Three years ago, the government de-indexed income tax rates and benefit payments, like its Assured Income for the Severely Disabled, saying they were unaffordable in tough economic times. But he has since announced with the budget once again in surplus that they could be reindexed.
Premier Danielle Smith said a broader inflation-fighting package would be coming soon, promising help with gasoline taxes and electricity bills.
Mr. Toews made the comments after Ms. Smith released a mandate letter outlining her ministry’s goals and priorities.
Letter directs Toews to help implement new measures to help Albertans cope with high inflation while keeping operating expenses at or below the cost of inflation plus population growth .
Mr. Toews is also responsible for making a recommendation for Alberta to go it alone on a provincial pension plan and the creation of an Alberta Revenue Agency to collect all taxes, including income tax. Income.
Toews said work is continuing on both of these files and more information will come to Albertans on the pros and cons of the companies.
“We did the econometric work, the actuarial work,” he said. “We will have a report to present in the next few days, and I think it is extremely important that Albertans understand the opportunities and risks of an Alberta pension plan.”
Ms Smith, during her campaign this summer to become leader of the United Conservative Party and premier, said she wanted to create an Alberta police force to replace the RCMP and create a provincial revenue agency.
She said such autonomous entities are needed to give teeth to her proposed Alberta Sovereignty Act to push back against federal control in provincial affairs.

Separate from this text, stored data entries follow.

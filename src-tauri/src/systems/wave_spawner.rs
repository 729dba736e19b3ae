use crate::ecs::components::*;
use crate::ecs::world::World;
use crate::ecs::entity::EntityId;
use crate::engine::config;
use crate::state::wave_state::WaveState;
use rand::Rng;
use rand_chacha::ChaChaRng;

/// Spawn enemy missiles according to the wave schedule.
/// Uses seeded RNG for deterministic waves.
pub fn run(
    world: &mut World,
    wave: &mut WaveState,
    rng: &mut ChaChaRng,
    city_ids: &[EntityId],
) {
    if wave.all_spawned() || city_ids.is_empty() {
        return;
    }

    // Countdown spawn timer
    if wave.spawn_timer > 0 {
        wave.spawn_timer -= 1;
        return;
    }

    // Time to spawn a missile
    wave.spawn_timer = wave.definition.spawn_interval_ticks;
    wave.missiles_spawned += 1;

    // Pick a random alive city to target
    let alive_cities: Vec<&EntityId> = city_ids
        .iter()
        .filter(|&&id| {
            world.healths[id.index as usize]
                .as_ref()
                .is_some_and(|h| h.current > 0.0)
        })
        .collect();

    if alive_cities.is_empty() {
        return;
    }

    let city_id = alive_cities[rng.gen_range(0..alive_cities.len())];
    let city_pos = match world.transforms[city_id.index as usize] {
        Some(t) => t,
        None => return,
    };

    // Random spawn position along top edge
    let spawn_x: f32 = rng.gen_range(100.0..config::WORLD_WIDTH - 100.0);
    let spawn_y: f32 = config::WORLD_HEIGHT;

    // Random flight time (controls arc profile)
    let flight_time: f32 =
        rng.gen_range(wave.definition.flight_time_min..wave.definition.flight_time_max);

    // Calculate initial velocity to arc toward target under gravity (no-drag approximation)
    // y(T) = y0 + vy*T - 0.5*g*T²  →  vy = (y_target - y0)/T + 0.5*g*T
    // x(T) = x0 + vx*T              →  vx = (x_target - x0)/T
    let dx = city_pos.x - spawn_x;
    let dy = city_pos.y - spawn_y;
    let vx = dx / flight_time;
    let vy = dy / flight_time + 0.5 * config::GRAVITY * flight_time;

    // Spawn the missile entity
    let id = world.spawn();
    let idx = id.index as usize;

    world.transforms[idx] = Some(Transform {
        x: spawn_x,
        y: spawn_y,
        rotation: vy.atan2(vx),
    });

    world.velocities[idx] = Some(Velocity { vx, vy });

    world.ballistics[idx] = Some(Ballistic {
        drag_coefficient: config::MISSILE_DRAG_COEFF,
        mass: config::MISSILE_MASS,
        cross_section: config::MISSILE_CROSS_SECTION,
    });

    // Determine if this missile is a MIRV carrier
    let is_mirv = wave.mirv_spawned < wave.definition.mirv_count;
    if is_mirv {
        wave.mirv_spawned += 1;
        let split_altitude = rng.gen_range(config::MIRV_SPLIT_ALTITUDE_MIN..config::MIRV_SPLIT_ALTITUDE_MAX);
        world.mirv_carriers[idx] = Some(MirvCarrier {
            child_count: wave.definition.mirv_child_count,
            split_altitude,
            spread_angle: config::MIRV_SPREAD_ANGLE,
        });
        world.warheads[idx] = Some(Warhead {
            yield_force: 0.0, // carrier itself has no warhead effect
            blast_radius_base: 0.0,
            warhead_type: WarheadType::Mirv,
        });
    } else {
        world.warheads[idx] = Some(Warhead {
            yield_force: config::WARHEAD_YIELD,
            blast_radius_base: config::WARHEAD_BLAST_RADIUS,
            warhead_type: WarheadType::Standard,
        });
    }

    world.markers[idx] = Some(EntityMarker {
        kind: EntityKind::Missile,
    });

    world.reentry_glows[idx] = Some(ReentryGlow {
        intensity: 1.0,
        altitude_threshold: 200.0,
    });
}
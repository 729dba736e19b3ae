pub mod campaign;
pub mod persistence;
pub mod tactical;

use serde::Serialize;

#[derive(Serialize)]
pub struct PingResponse {
    pub message: String,
    pub tick: u64,
}

#[tauri::command]
pub fn ping() -> PingResponse {
    PingResponse {
        message: "pong".to_string(),
        tick: 0,
    }
}
//! Battle construction from a mission spec.
//!
//! Validates the mission against the parsed map, places the crew and
//! wave-zero enemies, and builds the reinforcement schedule. Everything
//! that can be wrong with mission data surfaces here as a
//! [`SetupError`]; past this point the engine only deals in legal state.

use thiserror::Error;

use breacher_ai::profiles;
use breacher_core::enums::{Condition, EnemyArchetype, Side};
use breacher_core::mission::{CrewDeployment, EnemySpawn, MissionSpec, ObjectiveKind, ObjectiveSpec};
use breacher_core::modifiers::ModifierSet;
use breacher_core::types::{ActorId, GridPos, Vec2};
use breacher_core::weapons::{weapon_by_id, WeaponSpec};
use breacher_map::{template, MapState, TemplateError};

use crate::actor::{Activity, Actor, ActorStats};
use crate::objectives::ObjectiveState;
use crate::roster::Roster;
use crate::systems::pacing::{WaveEntry, WaveSchedule};

#[derive(Debug, Error)]
pub enum SetupError {
    #[error("map template: {0}")]
    Template(#[from] TemplateError),
    #[error("mission deploys no crew")]
    NoCrew,
    #[error("unknown weapon id '{0}'")]
    UnknownWeapon(String),
    #[error("spawn tile ({x}, {y}) is blocked, occupied, or out of bounds")]
    BadSpawn { x: i32, y: i32 },
    #[error("no free entry zone tile for '{0}'")]
    NoEntrySpace(String),
}

/// Everything the engine owns at tick zero.
pub struct BattleSetup {
    pub map: MapState,
    pub roster: Roster,
    pub schedule: WaveSchedule,
    pub objectives: Vec<ObjectiveState>,
}

pub fn build(mission: &MissionSpec) -> Result<BattleSetup, SetupError> {
    if mission.crew.is_empty() {
        return Err(SetupError::NoCrew);
    }
    let map = MapState::from_template(template::parse(&mission.map)?);
    let mut roster = Roster::new();

    for deployment in &mission.crew {
        let spawn = crew_spawn(&map, &roster, deployment)?;
        let weapon = weapon_by_id(&deployment.weapon)
            .ok_or_else(|| SetupError::UnknownWeapon(deployment.weapon.clone()))?;
        let id = roster.reserve_id();
        roster.add(crew_actor(id, deployment, weapon, spawn));
    }

    for spawn in &mission.enemies {
        if !map.is_walkable(spawn.spawn) {
            return Err(SetupError::BadSpawn {
                x: spawn.spawn.x,
                y: spawn.spawn.y,
            });
        }
    }
    for spawn in mission.enemies.iter().filter(|s| s.wave == 0) {
        if roster.cell_occupied(spawn.spawn) {
            return Err(SetupError::BadSpawn {
                x: spawn.spawn.x,
                y: spawn.spawn.y,
            });
        }
        spawn_enemy(&mut roster, spawn);
    }

    let schedule = build_schedule(mission);

    let mut objectives: Vec<ObjectiveState> = mission
        .objectives
        .iter()
        .cloned()
        .map(ObjectiveState::new)
        .collect();
    if !objectives.iter().any(|o| o.spec.primary) {
        objectives.push(ObjectiveState::new(ObjectiveSpec {
            kind: ObjectiveKind::EliminateAll,
            primary: true,
        }));
    }

    Ok(BattleSetup {
        map,
        roster,
        schedule,
        objectives,
    })
}

/// Explicit spawn tiles are validated; implicit deployments take entry
/// zone tiles in row-major order, skipping occupied ones.
fn crew_spawn(
    map: &MapState,
    roster: &Roster,
    deployment: &CrewDeployment,
) -> Result<GridPos, SetupError> {
    match deployment.spawn {
        Some(pos) => {
            if !map.is_walkable(pos) || roster.cell_occupied(pos) {
                return Err(SetupError::BadSpawn { x: pos.x, y: pos.y });
            }
            Ok(pos)
        }
        None => map
            .entry_zones()
            .into_iter()
            .find(|&pos| !roster.cell_occupied(pos))
            .ok_or_else(|| SetupError::NoEntrySpace(deployment.callsign.clone())),
    }
}

fn crew_actor(id: ActorId, deployment: &CrewDeployment, weapon: WeaponSpec, spawn: GridPos) -> Actor {
    Actor {
        id,
        callsign: deployment.callsign.clone(),
        side: Side::Crew,
        archetype: None,
        tag: None,
        tint: deployment.tint,
        pos: spawn,
        visual: Vec2::from_grid(spawn),
        spawn,
        hp: deployment.hp,
        max_hp: deployment.hp,
        armor: deployment.armor,
        condition: Condition::Alive,
        magazine: weapon.magazine,
        weapon,
        reserve_ammo: deployment.reserve_ammo,
        cooldown_ticks: 0,
        move_speed: deployment.move_speed,
        accuracy_bonus: deployment.accuracy_bonus,
        vision_radius: deployment.vision_radius,
        modifiers: ModifierSet::new(),
        effects: Vec::new(),
        overwatch: None,
        activity: Activity::Idle,
        combat_order: None,
        auto_defend: None,
        stats: ActorStats::default(),
    }
}

/// Place one enemy from its archetype profile. Used at setup for wave
/// zero and by the pacing system for later waves.
pub fn spawn_enemy(roster: &mut Roster, spawn: &EnemySpawn) {
    let profile = profiles::profile(spawn.archetype);
    let weapon =
        weapon_by_id(profile.weapon).expect("archetype weapon registered in the catalog");
    let side = match spawn.archetype {
        EnemyArchetype::WarDrone => Side::Drone,
        _ => Side::Enemy,
    };
    let id = roster.reserve_id();
    let callsign = format!("{:?}-{}", spawn.archetype, id.0).to_lowercase();
    roster.add(Actor {
        id,
        callsign,
        side,
        archetype: Some(spawn.archetype),
        tag: spawn.tag.clone(),
        tint: profile.tint,
        pos: spawn.spawn,
        visual: Vec2::from_grid(spawn.spawn),
        spawn: spawn.spawn,
        hp: profile.max_hp,
        max_hp: profile.max_hp,
        armor: profile.armor,
        condition: Condition::Alive,
        magazine: weapon.magazine,
        weapon,
        reserve_ammo: profile.reserve_ammo,
        cooldown_ticks: 0,
        move_speed: profile.move_speed,
        accuracy_bonus: profile.accuracy_bonus,
        vision_radius: profile.vision_radius,
        modifiers: ModifierSet::new(),
        effects: Vec::new(),
        overwatch: None,
        activity: Activity::Idle,
        combat_order: None,
        auto_defend: None,
        stats: ActorStats::default(),
    });
}

/// Group scheduled enemies by wave number. Waves without an explicit
/// rule default to the contact phase with an escalating delay.
fn build_schedule(mission: &MissionSpec) -> WaveSchedule {
    use breacher_core::constants::WAVE_INTERVAL_TICKS;
    use breacher_core::enums::BattlePhase;

    let mut waves: Vec<u32> = mission
        .enemies
        .iter()
        .map(|s| s.wave)
        .filter(|&w| w > 0)
        .collect();
    waves.sort_unstable();
    waves.dedup();

    let entries = waves
        .into_iter()
        .map(|wave| {
            let rule = mission.waves.iter().find(|r| r.wave == wave);
            let (phase, delay_ticks) = match rule {
                Some(rule) => (rule.phase, rule.delay_ticks),
                None => (BattlePhase::Contact, WAVE_INTERVAL_TICKS * wave as u64),
            };
            WaveEntry {
                wave,
                phase,
                delay_ticks,
                spawns: mission
                    .enemies
                    .iter()
                    .filter(|s| s.wave == wave)
                    .cloned()
                    .collect(),
                due_from: None,
                spawned: false,
            }
        })
        .collect();
    WaveSchedule { waves: entries }
}
//! Battle snapshot — the serializable view of one tick, for presentation
//! layers and determinism tests.

use serde::{Deserialize, Serialize};

use crate::enums::*;
use crate::events::CombatEvent;
use crate::types::{ActorId, GridPos, Rgb, SimTime, Vec2};

/// Complete observable battle state at one instant.
///
/// Crew actors always appear; other actors appear only while their tile
/// is visible to the crew.
#[derive(Debug, Clone, Default, Serialize, Deserialize)]
pub struct BattleSnapshot {
    pub time: SimTime,
    pub phase: BattlePhase,
    pub mission_phase: MissionPhase,
    pub alarm: AlarmState,
    pub actors: Vec<ActorView>,
    pub objectives: Vec<ObjectiveView>,
    pub fog: FogSummary,
    /// Events since the last drain.
    pub events: Vec<CombatEvent>,
}

/// What one actor is doing, stripped of internal bookkeeping.
#[derive(Debug, Clone, Copy, Default, PartialEq, Eq, Serialize, Deserialize)]
pub enum ActivityView {
    #[default]
    Idle,
    Moving,
    Reloading,
    Channeling,
}

/// One visible actor.
#[derive(Debug, Clone, Serialize, Deserialize)]
pub struct ActorView {
    pub id: ActorId,
    pub callsign: String,
    pub side: Side,
    pub condition: Condition,
    /// Committed grid cell.
    pub pos: GridPos,
    /// Interpolated position for smooth display.
    pub visual: Vec2,
    pub hp: i32,
    pub max_hp: i32,
    pub magazine: u32,
    pub reserve_ammo: u32,
    pub activity: ActivityView,
    pub overwatching: bool,
    pub suppressed: bool,
    pub stunned: bool,
    pub tint: Rgb,
}

/// One objective's progress.
#[derive(Debug, Clone, Serialize, Deserialize)]
pub struct ObjectiveView {
    pub index: usize,
    pub primary: bool,
    pub status: ObjectiveStatus,
    pub label: String,
}

/// Fog of war tile counts.
#[derive(Debug, Clone, Copy, Default, PartialEq, Eq, Serialize, Deserialize)]
pub struct FogSummary {
    pub visible: u32,
    pub revealed: u32,
    pub unknown: u32,
}
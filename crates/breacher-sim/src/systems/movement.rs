//! Movement claims and per-actor advance.
//!
//! Movement is two-phase. First every mover that would finish a step
//! this tick claims its next cell; claims resolve in roster order and a
//! lost claim means waiting in place with the move intact. Then each
//! actor advances: reload and cooldown countdowns, step progress, the
//! overwatch hook on each committed step, and the interpolated display
//! position.

use std::collections::{HashMap, HashSet};

use rand_chacha::ChaCha8Rng;

use breacher_core::combat::DamageRules;
use breacher_core::constants::DT;
use breacher_core::events::CombatEvent;
use breacher_core::types::{ActorId, GridPos, Vec2};
use breacher_map::MapState;

use crate::actor::Activity;
use crate::roster::Roster;
use crate::systems::overwatch;

/// Decide which movers may enter their next cell this tick.
///
/// A cell goes to the first claimant in roster order. Cells holding a
/// living actor are not claimable even if that actor is about to leave;
/// the follower waits a tick. A destination the map no longer allows
/// (a door fell shut) cancels the move outright.
pub fn resolve_claims(roster: &mut Roster, map: &MapState, tick: u64) -> HashMap<usize, GridPos> {
    let occupied: HashSet<GridPos> = roster
        .iter()
        .filter(|a| a.is_alive())
        .map(|a| a.pos)
        .collect();
    let mut claimed: HashSet<GridPos> = HashSet::new();
    let mut winners = HashMap::new();

    for idx in 0..roster.len() {
        let actor = roster.at(idx);
        if !actor.is_alive() || actor.is_stunned(tick) {
            continue;
        }
        let (dest, progress) = match &actor.activity {
            Activity::Moving {
                path,
                next,
                progress,
            } => (path[*next], *progress),
            _ => continue,
        };
        if progress + actor.resolved_move_speed(tick) * DT < 1.0 {
            continue;
        }
        if !map.is_walkable(dest) {
            roster.at_mut(idx).activity = Activity::Idle;
            continue;
        }
        if claimed.contains(&dest) || occupied.contains(&dest) {
            continue;
        }
        claimed.insert(dest);
        winners.insert(idx, dest);
    }
    winners
}

pub fn run(
    roster: &mut Roster,
    map: &mut MapState,
    commits: &HashMap<usize, GridPos>,
    rules: &DamageRules,
    rng: &mut ChaCha8Rng,
    events: &mut Vec<CombatEvent>,
    noise: &mut Vec<(ActorId, GridPos)>,
    tick: u64,
) {
    for idx in 0..roster.len() {
        let commit = {
            let actor = roster.at_mut(idx);
            if !actor.is_alive() {
                continue;
            }
            actor.cooldown_ticks = actor.cooldown_ticks.saturating_sub(1);
            let stunned = actor.is_stunned(tick);

            let mut reload_done = false;
            if let Activity::Reloading { ticks_left } = &mut actor.activity {
                if !stunned {
                    *ticks_left = ticks_left.saturating_sub(1);
                    reload_done = *ticks_left == 0;
                }
            }
            if reload_done {
                let transfer = (actor.weapon.magazine - actor.magazine).min(actor.reserve_ammo);
                actor.magazine += transfer;
                actor.reserve_ammo -= transfer;
                actor.activity = Activity::Idle;
                events.push(CombatEvent::ReloadCompleted { actor: actor.id });
            }

            let mut commit = None;
            if !stunned {
                let step = actor.resolved_move_speed(tick) * DT;
                if let Activity::Moving { progress, .. } = &mut actor.activity {
                    *progress += step;
                    if *progress >= 1.0 {
                        match commits.get(&idx) {
                            Some(&dest) => commit = Some(dest),
                            // Lost the claim; stay ready at the cell edge.
                            None => *progress = 1.0,
                        }
                    }
                }
            }
            commit
        };

        if let Some(dest) = commit {
            let survived = overwatch::on_movement_commit(
                roster, map, rules, rng, events, noise, tick, idx, dest,
            );
            if survived {
                let actor = roster.at_mut(idx);
                actor.pos = dest;
                let mut arrived = false;
                if let Activity::Moving {
                    path,
                    next,
                    progress,
                } = &mut actor.activity
                {
                    *progress -= 1.0;
                    *next += 1;
                    arrived = *next >= path.len();
                }
                if arrived {
                    actor.activity = Activity::Idle;
                }
            }
        }

        let actor = roster.at_mut(idx);
        actor.visual = match &actor.activity {
            Activity::Moving {
                path,
                next,
                progress,
            } => Vec2::from_grid(actor.pos).lerp(Vec2::from_grid(path[*next]), *progress),
            _ => Vec2::from_grid(actor.pos),
        };
    }
}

In a mandate letter sent to Public Safety Minister Mike Ellis last week, Ms Smith ordered him to launch a provincial police force.
NDP opposition finance critic Shannon Phillips said rural Alberta municipalities and Alberta municipalities have rejected the idea of a provincial police force, reflecting the results of public polls.
“Albertans have made it clear that they do not support a pension plan or an Alberta police force. And yet, the UCP continues to push forward with both. In fact, they are willing to gamble Albertans’ pensions to pay for it all. This is catastrophically stupid,” Phillips said in a statement.
“It is not up to Danielle Ms. Smith to decide to gamble on Albertans’ pensions in this way. If she really wants to get ahead, she can run in the next election and let Albertans have their say. Until then, she better not go near anyone’s pension.
Ms Smith has also promised to sue the health-spending accounts. The plan would give each Albertan $300 to spend on therapies, such as naturopathy, mental health counseling, dental care or acupuncture, that aren’t covered by the province.
There would also be tax incentives to encourage businesses and charities to contribute to the accounts.
Mr Toews said his department is still crunching the numbers on this proposal and there won’t be anything concrete until the new year.
“We’ve had high-level discussions, but we have a lot of work to do before we can figure out the cost,” Mr Toews said.
“I expect that to be addressed in the budget, certainly factored into the (February) budget, because we are going to roll out a multi-year budget plan.”
The fall session begins on November 29.